BEGIN EXTRACTED MATERIAL

//! Generic SQL mapping: schema to table definition and statement templates.
//!
//! Backend-independent; everything engine-specific comes in through the
//! [`SqlDialect`] trait.

use crate::dialect::SqlDialect;
use cairn_model::{ColumnKind, Schema};

/// How a model column is carried by its SQL column.
#[derive(Debug, Clone, Copy, PartialEq, Eq)]
pub(crate) enum SqlRepr {
    /// Boolean stored as 0/1 integer.
    Bool,
    /// Integer stored natively.
    Integer,
    /// Float stored natively.
    Float,
    /// Text stored natively.
    Text,
    /// Byte array stored natively as a blob.
    Bytes,
    /// Timestamp stored as RFC 3339 text.
    TimeStamp,
    /// No natural relational shape; value serialized to a blob with the
    /// bit codec.
    CodecBlob,
}

impl SqlRepr {
    fn for_kind(kind: &ColumnKind) -> Self {
        match kind {
            ColumnKind::Bool => Self::Bool,
            ColumnKind::Integer { .. } => Self::Integer,
            ColumnKind::Float { .. } => Self::Float,
            ColumnKind::Text => Self::Text,
            ColumnKind::Bytes => Self::Bytes,
            ColumnKind::TimeStamp => Self::TimeStamp,
            ColumnKind::List { .. } => Self::CodecBlob,
        }
    }
}

/// One SQL column, mapped from one model column.
#[derive(Debug, Clone)]
pub(crate) struct SqlColumn {
    /// Sanitized SQL column name.
    pub name: String,
    /// Position of the source column in the schema.
    pub position: usize,
    /// Value representation in the backend.
    pub repr: SqlRepr,
}

/// A schema mapped to a backend table: the table definition plus the fixed
/// set of parameterized statement templates every table operation reuses.
#[derive(Debug, Clone)]
pub struct TableSpec {
    table_name: String,
    columns: Vec<SqlColumn>,
    create_table: String,
    create_indexes: Vec<String>,
    insert: String,
    update: String,
    delete: String,
    exists: String,
    count: String,
    select_all: String,
}

impl TableSpec {
    /// Maps a sealed schema to a table definition under the given dialect.
    ///
    /// Columns are visited in declaration order and map 1:1 onto SQL
    /// columns. A column covered by exactly one single-column index gets
    /// its constraint inline (`PRIMARY KEY [AUTOINCREMENT]` or `UNIQUE`);
    /// multi-column indexes become table-level constraints, and plain
    /// non-unique indexes become separate `CREATE INDEX` statements.
    /// A SQL column is `NOT NULL` unless its source column is optional.
    #[must_use]
    pub fn build(schema: &Schema, dialect: &dyn SqlDialect) -> Self {
        let table_name = dialect.sanitize_identifier(schema.name());

        let columns: Vec<SqlColumn> = schema
            .columns()
            .iter()
            .enumerate()
            .map(|(position, column)| SqlColumn {
                name: dialect.sanitize_identifier(column.name()),
                position,
                repr: SqlRepr::for_kind(column.kind()),
            })
            .collect();

        // Indexes not yet expressed; inline placement consumes them.
        let mut pending: Vec<&cairn_model::Index> = schema.indexes().iter().collect();

        let mut column_defs = Vec::with_capacity(columns.len());
        for (position, sql_column) in columns.iter().enumerate() {
            let source = schema.column(position);
            let mut def = format!("{} {}", sql_column.name, dialect.sql_type(source.kind()));

            pending.retain(|index| {
                if !index.is_single_column() || index.positions()[0] != position {
                    return true;
                }
                if index.is_primary_key() {
                    def.push_str(" PRIMARY KEY");
                    if index.is_auto_increment() && dialect.supports_inline_autoincrement() {
                        def.push_str(" AUTOINCREMENT");
                    }
                    false
                } else if index.is_unique() {
                    def.push_str(" UNIQUE");
                    false
                } else {
                    // Plain index; created separately after the table.
                    true
                }
            });

            if !source.is_optional() {
                def.push_str(" NOT NULL");
            }
            column_defs.push(def);
        }

        // Leftover primary-key/unique indexes become table-level
        // constraints, listing columns in index order.
        let mut table_constraints = Vec::new();
        let mut create_indexes = Vec::new();
        for index in pending {
            let column_list: Vec<&str> = index
                .positions()
                .iter()
                .map(|&p| columns[p].name.as_str())
                .collect();
            if index.is_primary_key() {
                table_constraints.push(format!("PRIMARY KEY ({})", column_list.join(", ")));
            } else if index.is_unique() {
                table_constraints.push(format!("UNIQUE ({})", column_list.join(", ")));
            } else {
                create_indexes.push(format!(
                    "CREATE INDEX IF NOT EXISTS {} ON {} ({});",
                    dialect.sanitize_identifier(index.name()),
                    table_name,
                    column_list.join(", ")
                ));
            }
        }

        let mut body = column_defs;
        body.extend(table_constraints);
        let create_table = format!("CREATE TABLE {} ({});", table_name, body.join(", "));

        // Statement templates, built once and reused for the lifetime of
        // the table.
        let all_names: Vec<&str> = columns.iter().map(|c| c.name.as_str()).collect();
        let placeholders: Vec<&str> = columns.iter().map(|_| dialect.placeholder()).collect();
        let insert = format!(
            "INSERT INTO {} ({}) VALUES ({});",
            table_name,
            all_names.join(", "),
            placeholders.join(", ")
        );

        let key_positions = schema.primary_key().positions();
        let where_key: Vec<String> = key_positions
            .iter()
            .map(|&p| format!("{} = {}", columns[p].name, dialect.placeholder()))
            .collect();
        let where_key = where_key.join(" AND ");

        let set_clause: Vec<String> = columns
            .iter()
            .enumerate()
            .filter(|(position, _)| !key_positions.contains(position))
            .map(|(_, c)| format!("{} = {}", c.name, dialect.placeholder()))
            .collect();

        // When every column belongs to the key there is nothing a row
        // update could change; the template stays empty and `update`
        // becomes a no-op.
        let update = if set_clause.is_empty() {
            String::new()
        } else {
            format!(
                "UPDATE {} SET {} WHERE {};",
                table_name,
                set_clause.join(", "),
                where_key
            )
        };
        let delete = format!("DELETE FROM {table_name} WHERE {where_key};");
        let exists = format!(
            "SELECT {} FROM {} WHERE {};",
            dialect.row_identifier(),
            table_name,
            where_key
        );
        let count = format!("SELECT COUNT(*) FROM {table_name};");
        let select_all = format!("SELECT {} FROM {}", all_names.join(", "), table_name);

        Self {
            table_name,
            columns,
            create_table,
            create_indexes,
            insert,
            update,
            delete,
            exists,
            count,
            select_all,
        }
    }

    /// Sanitized table name.
    #[must_use]
    pub fn table_name(&self) -> &str {
        &self.table_name
    }

    /// The `CREATE TABLE` statement.
    #[must_use]
    pub fn create_table_sql(&self) -> &str {
        &self.create_table
    }

    /// `CREATE INDEX` statements for indexes the table definition could
    /// not express.
    #[must_use]
    pub fn create_index_sql(&self) -> &[String] {
        &self.create_indexes
    }

    pub(crate) fn columns(&self) -> &[SqlColumn] {
        &self.columns
    }

    pub(crate) fn insert_sql(&self) -> &str {
        &self.insert
    }

    pub(crate) fn update_sql(&self) -> &str {
        &self.update
    }

    pub(crate) fn delete_sql(&self) -> &str {
        &self.delete
    }

    pub(crate) fn exists_sql(&self) -> &str {
        &self.exists
    }

    pub(crate) fn count_sql(&self) -> &str {
        &self.count
    }

    pub(crate) fn select_all_sql(&self) -> &str {
        &self.select_all
    }
}

#[cfg(test)]
mod tests {
    use super::*;
    use crate::dialect::SqliteDialect;
    use cairn_model::{Column, ColumnKind, IndexSpec, SchemaBuilder};

    fn person() -> Schema {
        SchemaBuilder::new(1, 0, "Person")
            .column(Column::new("id", ColumnKind::integer(64, true).unwrap()))
            .column(Column::new("name", ColumnKind::Text))
            .column(Column::new("age", ColumnKind::integer(8, true).unwrap()).optional())
            .index(IndexSpec::auto_increment("pk_person", "id"))
            .seal()
            .unwrap()
    }

    #[test]
    fn single_column_primary_key_is_inlined() {
        let spec = TableSpec::build(&person(), &SqliteDialect);
        assert_eq!(
            spec.create_table_sql(),
            "CREATE TABLE Person (id INTEGER PRIMARY KEY AUTOINCREMENT NOT NULL, \
             name TEXT NOT NULL, age INTEGER);"
        );
        assert!(spec.create_index_sql().is_empty());
    }

    #[test]
    fn statement_templates_bind_in_schema_order() {
        let spec = TableSpec::build(&person(), &SqliteDialect);
        assert_eq!(
            spec.insert_sql(),
            "INSERT INTO Person (id, name, age) VALUES (?, ?, ?);"
        );
        assert_eq!(
            spec.update_sql(),
            "UPDATE Person SET name = ?, age = ? WHERE id = ?;"
        );
        assert_eq!(spec.delete_sql(), "DELETE FROM Person WHERE id = ?;");
        assert_eq!(spec.exists_sql(), "SELECT ROWID FROM Person WHERE id = ?;");
        assert_eq!(spec.count_sql(), "SELECT COUNT(*) FROM Person;");
        assert_eq!(spec.select_all_sql(), "SELECT id, name, age FROM Person");
    }

    #[test]
    fn multi_column_primary_key_becomes_table_constraint() {
        let schema = SchemaBuilder::new(1, 1, "Sighting")
            .column(Column::new("survey", ColumnKind::integer(16, false).unwrap()))
            .column(Column::new("sequence", ColumnKind::integer(16, false).unwrap()))
            .column(Column::new("species", ColumnKind::Text))
            .index(IndexSpec::primary_key(
                "pk_sighting",
                vec!["survey".into(), "sequence".into()],
            ))
            .seal()
            .unwrap();
        let spec = TableSpec::build(&schema, &SqliteDialect);
        assert_eq!(
            spec.create_table_sql(),
            "CREATE TABLE Sighting (survey INTEGER NOT NULL, sequence INTEGER NOT NULL, \
             species TEXT NOT NULL, PRIMARY KEY (survey, sequence));"
        );
    }

    #[test]
    fn plain_index_becomes_create_index_statement() {
        let schema = SchemaBuilder::new(1, 2, "Reading")
            .column(Column::new("id", ColumnKind::integer(64, true).unwrap()))
            .column(Column::new("site", ColumnKind::Text))
            .index(IndexSpec::auto_increment("pk_reading", "id"))
            .index(IndexSpec::plain("idx_site", vec!["site".into()]))
            .seal()
            .unwrap();
        let spec = TableSpec::build(&schema, &SqliteDialect);
        assert_eq!(
            spec.create_index_sql(),
            &["CREATE INDEX IF NOT EXISTS idx_site ON Reading (site);".to_owned()]
        );
    }

    #[test]
    fn single_column_unique_index_is_inlined() {
        let schema = SchemaBuilder::new(1, 3, "Device")
            .column(Column::new("id", ColumnKind::integer(64, true).unwrap()))
            .column(Column::new("serial", ColumnKind::Text))
            .index(IndexSpec::auto_increment("pk_device", "id"))
            .index(IndexSpec::unique("uq_serial", vec!["serial".into()]))
            .seal()
            .unwrap();
        let spec = TableSpec::build(&schema, &SqliteDialect);
        assert_eq!(
            spec.create_table_sql(),
            "CREATE TABLE Device (id INTEGER PRIMARY KEY AUTOINCREMENT NOT NULL, \
             serial TEXT UNIQUE NOT NULL);"
        );
    }

    #[test]
    fn all_key_schema_gets_no_update_template() {
        let schema = SchemaBuilder::new(1, 5, "Tag")
            .column(Column::new("tag", ColumnKind::Text))
            .index(IndexSpec::primary_key("pk_tag", vec!["tag".into()]))
            .seal()
            .unwrap();
        let spec = TableSpec::build(&schema, &SqliteDialect);
        assert_eq!(
            spec.create_table_sql(),
            "CREATE TABLE Tag (tag TEXT PRIMARY KEY NOT NULL);"
        );
        assert!(spec.update_sql().is_empty());
        assert_eq!(spec.delete_sql(), "DELETE FROM Tag WHERE tag = ?;");
    }

    #[test]
    fn awkward_names_are_quoted_everywhere() {
        let schema = SchemaBuilder::new(1, 4, "my table")
            .column(Column::new("2fast", ColumnKind::integer(8, false).unwrap()))
            .index(IndexSpec::primary_key("pk", vec!["2fast".into()]))
            .seal()
            .unwrap();
        let spec = TableSpec::build(&schema, &SqliteDialect);
        assert_eq!(spec.table_name(), "[my table]");
        assert_eq!(
            spec.create_table_sql(),
            "CREATE TABLE [my table] ([2fast] INTEGER PRIMARY KEY NOT NULL);"
        );
    }
}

END EXTRACTED MATERIAL

**ASSIGNMENT:** Copy every line of the listing containing the string "survey".

**EXERCISE RESULT:**
            .column(Column::new("survey", ColumnKind::integer(16, false).unwrap()))
                vec!["survey".into(), "sequence".into()],
            "CREATE TABLE Sighting (survey INTEGER NOT NULL, sequence INTEGER NOT NULL, \
             species TEXT NOT NULL, PRIMARY KEY (survey, sequence));"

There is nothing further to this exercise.